To an extent, it is true that Impale Golden Horn is interested in creating a sustained sensation. That record was recorded in a very difficult time in my life, and its composition deliberately served as a form of therapy. The repetitive structures on Impale required my approach to the performances to be very meditative. Too much attention, and I wouldn’t be able to maintain exactness in each repetition; too little attention, and I would get lost in cycles. So a balance was important, and came about in the same way that one achieves a meditative state in, say, Zen Buddhism.

There are structures in each of these compositions, derived from a combination of writing and improvising. For most of the tracks, I would record one or two repetitive melodic ideas to a designated rhythm. Then I would improvise and arrange textures around that first melodic theme, layering different instruments until the whole thing felt whole. Then – in most cases – I would remove the primary melodic theme and most of the rhythm from the track altogether, so that the improvised, more textural ideas hovered in the space created by that absence. This gave the tracks a kind of “shimmering” quality, where brief melodies created by layered, improvised sound seemed to fall forward together on their own momentum. I had to revise the final compositions quite a bit so that the underlying suggestion of structure remained present, but didn’t draw attention away from the textural stuff.

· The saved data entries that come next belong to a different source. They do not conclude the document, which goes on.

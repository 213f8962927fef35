// ==========================================
// Procurement Engine - generic SQL repository
// ==========================================
// One repository per entity, bound to the connection of the unit of work
// that created it. No business rules in here.
// ==========================================

use std::cell::Cell;
use std::marker::PhantomData;

use rusqlite::{params_from_iter, Connection, OptionalExtension};

use crate::repository::error::{RepositoryError, RepositoryResult};
use crate::repository::mapping::{Criteria, TableMapping};

pub struct SqlRepository<'c, E> {
    conn: &'c Connection,
    scope_open: &'c Cell<bool>,
    _entity: PhantomData<fn() -> E>,
}

impl<'c, E: TableMapping> SqlRepository<'c, E> {
    pub(crate) fn new(conn: &'c Connection, scope_open: &'c Cell<bool>) -> Self {
        Self {
            conn,
            scope_open,
            _entity: PhantomData,
        }
    }

    fn select_sql() -> String {
        format!("SELECT id, {} FROM {}", E::COLUMNS.join(", "), E::TABLE)
    }

    /// Writes are only accepted while the owning scope is still open.
    fn ensure_writable(&self) -> RepositoryResult<()> {
        if self.scope_open.get() {
            Ok(())
        } else {
            Err(RepositoryError::DatabaseTransactionError(format!(
                "unit of work already closed, refusing to write {}",
                E::ENTITY
            )))
        }
    }

    /// Insert and assign the generated id to `entity`.
    pub fn add(&self, entity: &mut E) -> RepositoryResult<i64> {
        self.ensure_writable()?;

        let placeholders = (1..=E::COLUMNS.len())
            .map(|i| format!("?{}", i))
            .collect::<Vec<_>>()
            .join(", ");
        let sql = format!(
            "INSERT INTO {} ({}) VALUES ({})",
            E::TABLE,
            E::COLUMNS.join(", "),
            placeholders
        );

        let values = entity.to_values()?;
        self.conn.execute(&sql, params_from_iter(values.iter()))?;

        let id = self.conn.last_insert_rowid();
        entity.set_id(id);
        Ok(id)
    }

    pub fn get(&self, id: i64) -> RepositoryResult<Option<E>> {
        let sql = format!("{} WHERE id = ?1", Self::select_sql());
        let entity = self.conn.query_row(&sql, [id], E::from_row).optional()?;
        Ok(entity)
    }

    /// Like `get`, but a missing row is a NotFound error.
    pub fn require(&self, id: i64) -> RepositoryResult<E> {
        self.get(id)?.ok_or_else(|| RepositoryError::NotFound {
            entity: E::ENTITY.to_string(),
            id: id.to_string(),
        })
    }

    pub fn list(&self) -> RepositoryResult<Vec<E>> {
        self.find_by(&Criteria::new())
    }

    pub fn find_by(&self, criteria: &Criteria) -> RepositoryResult<Vec<E>> {
        let (where_sql, values) = criteria.to_sql::<E>()?;
        let sql = format!("{} WHERE {} ORDER BY id ASC", Self::select_sql(), where_sql);

        let mut stmt = self.conn.prepare(&sql)?;
        let rows = stmt
            .query_map(params_from_iter(values), E::from_row)?
            .collect::<rusqlite::Result<Vec<_>>>()?;
        Ok(rows)
    }

    /// At most one match; more than one is AmbiguousResult.
    pub fn find_one_by(&self, criteria: &Criteria) -> RepositoryResult<Option<E>> {
        let mut rows = self.find_by(criteria)?;
        match rows.len() {
            0 => Ok(None),
            1 => Ok(rows.pop()),
            count => Err(RepositoryError::AmbiguousResult {
                entity: E::ENTITY.to_string(),
                count,
            }),
        }
    }

    pub fn count_by(&self, criteria: &Criteria) -> RepositoryResult<i64> {
        let (where_sql, values) = criteria.to_sql::<E>()?;
        let sql = format!("SELECT COUNT(*) FROM {} WHERE {}", E::TABLE, where_sql);
        let count = self
            .conn
            .query_row(&sql, params_from_iter(values), |row| row.get(0))?;
        Ok(count)
    }

    /// Write every column of `entity` back to its row.
    pub fn update(&self, entity: &E) -> RepositoryResult<()> {
        self.ensure_writable()?;

        let assignments = E::COLUMNS
            .iter()
            .enumerate()
            .map(|(i, c)| format!("{} = ?{}", c, i + 1))
            .collect::<Vec<_>>()
            .join(", ");
        let sql = format!(
            "UPDATE {} SET {} WHERE id = ?{}",
            E::TABLE,
            assignments,
            E::COLUMNS.len() + 1
        );

        let mut values = entity.to_values()?;
        values.push(rusqlite::types::Value::Integer(entity.id()));

        let affected = self.conn.execute(&sql, params_from_iter(values.iter()))?;
        if affected == 0 {
            return Err(RepositoryError::NotFound {
                entity: E::ENTITY.to_string(),
                id: entity.id().to_string(),
            });
        }
        Ok(())
    }

    /// Delete matching rows; empty criteria are refused.
    pub fn delete_by(&self, criteria: &Criteria) -> RepositoryResult<usize> {
        self.ensure_writable()?;
        if criteria.is_empty() {
            return Err(RepositoryError::ValidationError(format!(
                "refusing to delete every {} row",
                E::ENTITY
            )));
        }

        let (where_sql, values) = criteria.to_sql::<E>()?;
        let sql = format!("DELETE FROM {} WHERE {}", E::TABLE, where_sql);
        let affected = self.conn.execute(&sql, params_from_iter(values))?;
        Ok(affected)
    }
}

Metal has historically been highly structured music, with the most basic unit of that structure being the riff, but I’m not sure that I hear riffs here in the traditional sense. Do you see Horseback as being part of the metal spectrum?

There are “riffs”, in the sense that there are contained melodic ideas that relate to each other. Occasionally, the structure is based on relatively simple two-chord vamps, at least if we’re still talking about Impale. Often, the riffs are performed on piano or organ, with guitars adding textures and overtones rather than providing most of the rhythmic and melodic motion. I suppose this is not a structure that’s common in metal, but I’ve never really considered Horseback a metal band. However, since I’ve been a huge fan of “extreme metal” for nearly two decades now, those influences – especially influences from black and doom metal – appear quite often.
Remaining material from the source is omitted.